Cracher sur les prix, une chose du passé ?
Il fut un temps pas si lointain où les prix littéraires faisaient plus souvent la nouvelle, parfois pour de drôles de raisons. Les auteurs refusaient des prix, avec plus ou moins de fracas, comme Hubert Aquin, Fernand Ouellette, Roland Giguère et Michel Garneau, aux Prix du GG à l’époque où les querelles sur l’indépendance du Québec étaient monnaie courante. D’autres les acceptaient, tout en descendant en flammes l’institution donatrice (Victor Lévy-Beaulieu, aussi aux Prix du GG).
Les éditeurs et les chroniqueurs Jean Basile, Gilles Marcotte (Le Devoir) et Réginald Martel (La Presse) critiquaient dans les journaux les lauréats des prix, les livres selon eux oubliés, le fonctionnement.
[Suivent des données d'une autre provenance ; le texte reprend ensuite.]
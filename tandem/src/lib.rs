//! # Tandem
//!
//! **Tandem** is a task executor for applications that split their work
//! between a pool of background threads and one *affinity thread*, the
//! thread that owns render or UI state.
//!
//! It offers:
//!
//! - **Background work** on a work-stealing pool, with panics captured into
//!   the task instead of killing worker threads
//! - **Affine work** queued for the affinity thread and drained, in
//!   submission order, by the render/update loop once per tick
//! - **Delayed one-shot scheduling** on a dedicated timer thread that keeps
//!   firing while the rest of the application is paused
//! - **Blocking task handles** that any number of threads can wait on
//!
//! ## Quick Start
//!
//! ```rust,ignore
//! use tandem::ExecutorBuilder;
//! use std::time::Duration;
//!
//! let executor = ExecutorBuilder::new().worker_threads(4).build()?;
//! let driver = executor.affinity_driver();
//!
//! // Decode on the pool, upload on the render thread.
//! let pixels = executor.spawn(|| decode("hero.png"))?;
//! let handle = executor.handle();
//! executor.execute(move || {
//!     let pixels = pixels.wait().unwrap();
//!     handle.spawn_affine(move || upload(pixels)).unwrap();
//! })?;
//!
//! // Runs even while the game is paused.
//! executor.schedule(|| autosave(), Duration::from_secs(30))?;
//!
//! loop {
//!     driver.process_queued();
//!     render_frame();
//! }
//! ```
//!
//! ## Threading contract
//!
//! - Work passed to [`ExecutorHandle::spawn_affine`] only runs when the
//!   affinity thread calls [`AffinityDriver::process_queued`].
//! - Calling [`TaskHandle::wait`](task::TaskHandle::wait) on the affinity
//!   thread for affine work that has not run yet returns
//!   [`Error::Deadlock`] instead of hanging.
//! - After shutdown every submission returns [`Error::ServiceShutdown`].

mod error;
mod runtime;

pub use error::{Error, Failure, Result};
pub use runtime::builder::ExecutorBuilder;
pub use runtime::task;
pub use runtime::timer::ScheduledHandle;
pub use runtime::{AffinityDriver, ExecutorHandle, ExecutorService};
Mais depuis la colère de voir Nancy Huston (une anglophone pour certains) remporter le Prix du GG Romans français en 1993, les critiques se font rares, constate-t-on à la lecture d’À tout prix, de Robert Yergeau (Triptyque, 1994).
Il y a bien eu un tollé en 2018 quand le Prix des collégiens a voulu être commandité par Amazon. Mais des jurys qui démissionnent, insatisfaits du lauréat ? Ça ne se voit pas.
Pour la sociologue de la littérature Marie-Pier Luneau, c’est qu’il y a maintenant « beaucoup de parefeu pour éviter » les débordements, et que les prix, comprend-on, se sont professionnalisés et ont défini leur éthique.
Le fait que les bourses aient augmenté au fil du temps et que « les prix induisent des ventes », indique la professeure à l’Université de Sherbrooke, fait aussi en sorte que « c’est difficile de critiquer et de mordre la main qui nous nourrit »…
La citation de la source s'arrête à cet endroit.